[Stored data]
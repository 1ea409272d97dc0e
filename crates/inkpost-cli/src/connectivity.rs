//! Connectivity check feeding the offline engine's network monitor.

use std::time::Duration;

use async_trait::async_trait;
use inkpost_core::models::{Blog, BlogMutationPayload};
use inkpost_core::remote::RemoteResult;
use inkpost_core::{BlogService, ConnectionType, NetworkState, RemoteError};

const CHECK_TIMEOUT: Duration = Duration::from_secs(3);

/// Check the API once. Any HTTP response counts as online.
pub async fn check_connectivity(api_base_url: Option<&str>) -> NetworkState {
    let Some(api_base_url) = api_base_url else {
        tracing::debug!("No API base URL configured; working offline");
        return NetworkState::offline();
    };

    let client = match reqwest::Client::builder().timeout(CHECK_TIMEOUT).build() {
        Ok(client) => client,
        Err(error) => {
            tracing::warn!("Failed to build connectivity check client: {error}");
            return NetworkState::unknown();
        }
    };

    match client.head(api_base_url).send().await {
        Ok(response) => {
            tracing::debug!("API reachable ({})", response.status());
            NetworkState::online(ConnectionType::Unknown)
        }
        Err(error) if error.is_connect() || error.is_timeout() => {
            tracing::debug!("API unreachable: {error}");
            NetworkState::offline()
        }
        Err(error) => {
            tracing::debug!("Connectivity check failed: {error}");
            NetworkState {
                is_connected: true,
                is_internet_reachable: Some(false),
                connection_type: ConnectionType::Unknown,
            }
        }
    }
}

/// Stand-in service used when no API is configured.
///
/// Its errors are transient so queued drafts are never marked failed because
/// of missing configuration.
#[derive(Debug, Default)]
pub struct UnconfiguredBlogService;

impl UnconfiguredBlogService {
    fn error() -> RemoteError {
        RemoteError::Network(
            "no API base URL configured; run `inkpost config init --api-base-url <URL>`"
                .to_string(),
        )
    }
}

#[async_trait]
impl BlogService for UnconfiguredBlogService {
    async fn create_blog(&self, _payload: &BlogMutationPayload) -> RemoteResult<Blog> {
        Err(Self::error())
    }

    async fn update_blog(
        &self,
        _blog_id: &str,
        _payload: &BlogMutationPayload,
    ) -> RemoteResult<Blog> {
        Err(Self::error())
    }

    async fn get_blog_by_id(&self, _blog_id: &str) -> RemoteResult<Blog> {
        Err(Self::error())
    }
}
#[cfg(test)]
mod tests {
    use super::*;
    use crate::clock::{Clock, ManualClock};
    use crate::db::LocalStore;
    use crate::models::{BlogMutationPayload, ConnectionType, NetworkState};
    use crate::test_support::{MockBlogService, MockCall};
    use pretty_assertions::assert_eq;

    struct Harness {
        engine: Arc<SyncEngine>,
        store: Arc<LocalStore>,
        queue: DraftQueue,
        cache: BlogCache,
        network: NetworkMonitor,
        clock: Arc<ManualClock>,
        service: Arc<MockBlogService>,
    }

    fn harness(online: bool) -> Harness {
        let config = OfflineConfig::default();
        let clock = Arc::new(ManualClock::new(1_000_000));
        let store = Arc::new(LocalStore::open_in_memory().unwrap());
        let queue = DraftQueue::new(store.clone(), clock.clone());
        let cache = BlogCache::new(
            store.clone(),
            clock.clone(),
            config.cache_budget(),
            config.cache_ttl(),
        );
        let state = if online {
            NetworkState::online(ConnectionType::Wifi)
        } else {
            NetworkState::offline()
        };
        let network = NetworkMonitor::new(state, Duration::ZERO);
        let service = MockBlogService::new();
        let engine = Arc::new(SyncEngine::new(
            queue.clone(),
            cache.clone(),
            service.clone(),
            network.clone(),
            &config,
        ));
        Harness {
            engine,
            store,
            queue,
            cache,
            network,
            clock,
            service,
        }
    }

    fn payload(title: &str) -> BlogMutationPayload {
        BlogMutationPayload::new(title, "body")
    }

    fn server_error() -> RemoteError {
        RemoteError::Server {
            status: 500,
            message: "boom".into(),
        }
    }

    #[tokio::test]
    async fn empty_queue_makes_no_remote_calls() {
        let h = harness(true);
        let report = h.engine.run_pass(SyncTrigger::Manual).await;

        assert_eq!(report.outcome, PassOutcome::Completed);
        assert!(report.is_noop());
        assert!(h.service.calls().is_empty());
        assert_eq!(h.engine.last_sync_at().unwrap(), Some(1_000_000));
    }

    #[tokio::test]
    async fn drafts_are_submitted_in_fifo_order() {
        let h = harness(true);
        h.queue.upsert_for_blog(Some("b1"), payload("first"), false).unwrap();
        h.queue.upsert_for_blog(None, payload("second"), false).unwrap();
        h.queue.upsert_for_blog(Some("b3"), payload("third"), false).unwrap();

        let report = h.engine.run_pass(SyncTrigger::Manual).await;

        assert_eq!(h.service.submitted_titles(), vec!["first", "second", "third"]);
        assert_eq!(report.synced.len(), 3);
        assert!(report.synced[1].created);
        assert_eq!(report.synced[1].blog_id, "blog-1");
        assert!(h.queue.list().unwrap().is_empty());
    }

    #[tokio::test]
    async fn offline_edit_syncs_after_reconnect() {
        let h = harness(false);
        let draft = h
            .queue
            .upsert_for_blog(Some("b1"), payload("offline edit"), true)
            .unwrap();
        assert!(draft.is_offline_draft);

        let report = h.engine.run_pass(SyncTrigger::Manual).await;
        assert_eq!(report.outcome, PassOutcome::Offline);
        assert!(h.service.calls().is_empty());
        assert_eq!(h.engine.last_sync_at().unwrap(), None);

        h.network.report(NetworkState::online(ConnectionType::Wifi));
        let report = h.engine.run_pass(SyncTrigger::Reconnected).await;

        assert_eq!(report.outcome, PassOutcome::Completed);
        assert_eq!(
            h.service.calls(),
            vec![MockCall::Update {
                blog_id: "b1".into(),
                title: "offline edit".into()
            }]
        );
        assert!(h.queue.list().unwrap().is_empty());
        assert_eq!(h.cache.get("b1").unwrap().unwrap().content.title, "offline edit");
    }

    #[tokio::test]
    async fn server_error_then_success_after_backoff() {
        let h = harness(true);
        h.service.fail_submits([server_error()]);
        let draft = h.queue.upsert_for_blog(Some("b1"), payload("retry me"), false).unwrap();

        let report = h.engine.run_pass(SyncTrigger::Manual).await;
        assert_eq!(report.rescheduled, vec![draft.id]);
        let stored = h.queue.get(&draft.id).unwrap().unwrap();
        assert_eq!(stored.sync_status, SyncStatus::Pending);
        assert_eq!(stored.retry_count, 1);
        assert_eq!(stored.next_attempt_at, Some(1_000_000 + 2_000));
        assert!(stored.last_error.unwrap().contains("500"));

        let report = h.engine.run_pass(SyncTrigger::Manual).await;
        assert!(report.is_noop());
        assert_eq!(report.deferred, 1);

        h.clock.advance(Duration::from_secs(2));
        let report = h.engine.run_pass(SyncTrigger::RetryTimer).await;
        assert_eq!(report.synced.len(), 1);
        assert_eq!(h.service.submitted_titles().len(), 2);
        assert!(h.queue.list().unwrap().is_empty());
    }

    #[tokio::test]
    async fn transient_failures_fail_after_exactly_max_retries() {
        let h = harness(true);
        let max_retries = h.engine.policy().max_retries;
        h.service
            .fail_submits((0..max_retries + 1).map(|_| RemoteError::Network("reset".into())));
        let draft = h.queue.upsert_for_blog(None, payload("flaky"), false).unwrap();

        let mut expected_delays = Vec::new();
        for _ in 0..max_retries + 2 {
            h.engine.run_pass(SyncTrigger::RetryTimer).await;
            let stored = h.queue.get(&draft.id).unwrap().unwrap();
            if let Some(at) = stored.next_attempt_at {
                expected_delays.push(at - h.clock.now_ms());
                h.clock.set(at);
            }
        }

        let stored = h.queue.get(&draft.id).unwrap().unwrap();
        assert_eq!(stored.sync_status, SyncStatus::Failed);
        assert_eq!(stored.retry_count, max_retries);
        assert_eq!(h.service.submitted_titles().len(), max_retries as usize);
        assert_eq!(expected_delays, vec![2_000, 4_000, 8_000, 16_000]);
    }

    #[tokio::test]
    async fn permanent_failures_are_not_retried() {
        let h = harness(true);
        h.service.fail_submits([
            RemoteError::Validation("title too long".into()),
            RemoteError::Conflict("stale".into()),
        ]);
        let invalid = h.queue.upsert_for_blog(None, payload("one"), false).unwrap();
        let conflicted = h.queue.upsert_for_blog(Some("b2"), payload("two"), false).unwrap();

        let report = h.engine.run_pass(SyncTrigger::Manual).await;
        assert_eq!(report.failed, vec![invalid.id, conflicted.id]);

        let invalid = h.queue.get(&invalid.id).unwrap().unwrap();
        assert_eq!(invalid.sync_status, SyncStatus::Failed);
        assert_eq!(invalid.retry_count, 0);
        let conflicted = h.queue.get(&conflicted.id).unwrap().unwrap();
        assert!(conflicted.last_error.unwrap().starts_with("conflict:"));

        h.clock.advance(Duration::from_secs(3_600));
        let report = h.engine.run_pass(SyncTrigger::Manual).await;
        assert!(report.is_noop());
        assert_eq!(h.service.submitted_titles().len(), 2);
    }

    #[tokio::test(start_paused = true)]
    async fn slow_submit_times_out_as_transient() {
        let h = harness(true);
        h.service.set_delay(Duration::from_secs(60));
        let draft = h.queue.upsert_for_blog(Some("b1"), payload("slow"), false).unwrap();

        let report = h.engine.run_pass(SyncTrigger::Manual).await;

        assert_eq!(report.rescheduled, vec![draft.id]);
        let stored = h.queue.get(&draft.id).unwrap().unwrap();
        assert_eq!(stored.retry_count, 1);
        assert_eq!(
            stored.last_error.as_deref(),
            Some("Request timed out after 15s")
        );
    }

    #[tokio::test(start_paused = true)]
    async fn concurrent_trigger_is_coalesced() {
        let h = harness(true);
        h.service.set_delay(Duration::from_millis(100));
        h.queue.upsert_for_blog(Some("b1"), payload("one"), false).unwrap();

        let engine = h.engine.clone();
        let running = tokio::spawn(async move { engine.run_pass(SyncTrigger::Manual).await });
        tokio::time::sleep(Duration::from_millis(10)).await;

        assert!(h.engine.is_running());
        let second = h.engine.run_pass(SyncTrigger::Foreground).await;
        assert_eq!(second.outcome, PassOutcome::Coalesced);

        let first = running.await.unwrap();
        assert_eq!(first.synced.len(), 1);
        assert!(!h.engine.is_running());
        assert_eq!(h.service.submitted_titles().len(), 1);
    }

    #[tokio::test(start_paused = true)]
    async fn going_offline_stops_between_drafts() {
        let h = harness(true);
        h.service.set_delay(Duration::from_millis(100));
        h.queue.upsert_for_blog(Some("b1"), payload("one"), false).unwrap();
        let second = h.queue.upsert_for_blog(Some("b2"), payload("two"), false).unwrap();

        let engine = h.engine.clone();
        let running = tokio::spawn(async move { engine.run_pass(SyncTrigger::Manual).await });
        tokio::time::sleep(Duration::from_millis(50)).await;
        h.network.report(NetworkState::offline());

        let report = running.await.unwrap();
        assert_eq!(report.outcome, PassOutcome::Aborted);
        assert_eq!(report.synced.len(), 1);
        let remaining = h.queue.list().unwrap();
        assert_eq!(remaining.len(), 1);
        assert_eq!(remaining[0].id, second.id);
        assert_eq!(remaining[0].sync_status, SyncStatus::Pending);
    }

    #[tokio::test(start_paused = true)]
    async fn edit_during_submit_is_resubmitted() {
        let h = harness(true);
        h.service.set_delay(Duration::from_millis(100));
        let draft = h.queue.upsert_for_blog(Some("b1"), payload("v1"), false).unwrap();

        let engine = h.engine.clone();
        let running = tokio::spawn(async move { engine.run_pass(SyncTrigger::Manual).await });
        tokio::time::sleep(Duration::from_millis(50)).await;
        h.queue.upsert_for_blog(Some("b1"), payload("v2"), false).unwrap();

        let report = running.await.unwrap();
        assert_eq!(report.superseded, vec![draft.id]);
        assert_eq!(report.synced.len(), 1);
        assert_eq!(h.service.submitted_titles(), vec!["v1", "v2"]);
        assert!(h.queue.list().unwrap().is_empty());
        assert_eq!(h.cache.get("b1").unwrap().unwrap().content.title, "v2");
    }

    #[tokio::test]
    async fn failed_drafts_wait_for_manual_retry() {
        let h = harness(true);
        h.service.fail_submits([RemoteError::Validation("bad".into())]);
        let draft = h.queue.upsert_for_blog(None, payload("one"), false).unwrap();
        h.engine.run_pass(SyncTrigger::Manual).await;

        h.queue.retry(&draft.id).unwrap();
        let report = h.engine.run_pass(SyncTrigger::Manual).await;
        assert_eq!(report.synced.len(), 1);
        assert!(h.queue.list().unwrap().is_empty());
    }

    #[tokio::test(start_paused = true)]
    async fn cancelled_pass_returns_draft_to_pending() {
        let h = harness(true);
        h.service.set_delay(Duration::from_millis(100));
        let draft = h.queue.upsert_for_blog(Some("b1"), payload("v1"), false).unwrap();

        let engine = h.engine.clone();
        let running = tokio::spawn(async move { engine.run_pass(SyncTrigger::Manual).await });
        tokio::time::sleep(Duration::from_millis(50)).await;
        assert_eq!(
            h.queue.get(&draft.id).unwrap().unwrap().sync_status,
            SyncStatus::Syncing
        );
        running.abort();
        assert!(running.await.unwrap_err().is_cancelled());

        let stored = h.queue.get(&draft.id).unwrap().unwrap();
        assert_eq!(stored.sync_status, SyncStatus::Pending);
        assert!(!h.engine.is_running());

        h.queue.upsert_for_blog(Some("b1"), payload("v2"), false).unwrap();
        let report = h.engine.run_pass(SyncTrigger::Manual).await;
        assert_eq!(report.synced.len(), 1);
        assert_eq!(h.service.submitted_titles(), vec!["v1", "v2"]);
        assert!(h.queue.list().unwrap().is_empty());
    }

    #[tokio::test(start_paused = true)]
    async fn draft_cleared_mid_submit_is_not_cached() {
        let h = harness(true);
        h.service.set_delay(Duration::from_millis(100));
        let draft = h.queue.upsert_for_blog(Some("b1"), payload("v1"), false).unwrap();

        let engine = h.engine.clone();
        let running = tokio::spawn(async move { engine.run_pass(SyncTrigger::Manual).await });
        tokio::time::sleep(Duration::from_millis(50)).await;
        let cache = h.cache.clone();
        h.queue.clear_with(|| cache.clear()).unwrap();

        let report = running.await.unwrap();
        assert_eq!(report.synced[0].draft_id, draft.id);
        assert!(!h.cache.contains("b1").unwrap());
        assert!(h.cache.list().unwrap().is_empty());
        assert!(h.queue.list().unwrap().is_empty());
    }

    #[tokio::test]
    async fn storage_failure_ends_pass_without_losing_drafts() {
        let h = harness(true);
        let draft = h.queue.upsert_for_blog(Some("b1"), payload("kept"), false).unwrap();
        h.store
            .execute_batch("ALTER TABLE kv_entries RENAME TO kv_entries_hidden")
            .unwrap();

        let report = h.engine.run_pass(SyncTrigger::Manual).await;

        assert!(matches!(report.outcome, PassOutcome::StorageError(_)));
        assert!(report.is_noop());
        assert!(h.service.calls().is_empty());
        assert!(!h.engine.is_running());

        h.store
            .execute_batch("ALTER TABLE kv_entries_hidden RENAME TO kv_entries")
            .unwrap();
        let stored = h.queue.get(&draft.id).unwrap().unwrap();
        assert_eq!(stored.sync_status, SyncStatus::Pending);
        assert_eq!(stored.payload.title, "kept");
        assert_eq!(h.engine.last_sync_at().unwrap(), None);

        let report = h.engine.run_pass(SyncTrigger::Manual).await;
        assert_eq!(report.outcome, PassOutcome::Completed);
        assert_eq!(report.synced.len(), 1);
    }

    #[tokio::test(start_paused = true)]
    async fn storage_failure_mid_submit_keeps_draft() {
        let h = harness(true);
        h.service.set_delay(Duration::from_millis(100));
        let draft = h.queue.upsert_for_blog(Some("b1"), payload("kept"), false).unwrap();

        let engine = h.engine.clone();
        let running = tokio::spawn(async move { engine.run_pass(SyncTrigger::Manual).await });
        tokio::time::sleep(Duration::from_millis(50)).await;
        h.store
            .execute_batch("ALTER TABLE kv_entries RENAME TO kv_entries_hidden")
            .unwrap();

        let report = running.await.unwrap();
        assert!(matches!(report.outcome, PassOutcome::StorageError(_)));

        h.store
            .execute_batch("ALTER TABLE kv_entries_hidden RENAME TO kv_entries")
            .unwrap();
        let stored = h.queue.get(&draft.id).unwrap().unwrap();
        assert_eq!(stored.payload.title, "kept");
        assert_eq!(h.queue.recover_interrupted().unwrap(), 1);
        assert_eq!(h.engine.run_pass(SyncTrigger::Manual).await.synced.len(), 1);
    }
}
//! PetPals Ingress
//!
//! The single entry point deciding, per inbound request, whether it belongs
//! to the main application or to a tenant's public kennel site. Tenant-site
//! requests are rewritten onto the internal catch-all rendering route with
//! the resolved tenant attached as a header and a typed request extension.

pub mod middleware;

pub use middleware::{
    KENNEL_SITE_PREFIX, TENANT_HEADER, TenantExt, TenantRouterState, tenant_from_headers,
    tenant_router_middleware,
};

## WHAT YOU SHOULD DO
Each line above that includes "clock" should be shown.

## WRITTEN RESPONSE
    use crate::clock::{Clock, ManualClock};
        clock: Arc<ManualClock>,
        let clock = Arc::new(ManualClock::new(1_000_000));
        let queue = DraftQueue::new(store.clone(), clock.clone());
            clock.clone(),
            clock,
        h.clock.advance(Duration::from_secs(2));
                expected_delays.push(at - h.clock.now_ms());
                h.clock.set(at);
        h.clock.advance(Duration::from_secs(3_600));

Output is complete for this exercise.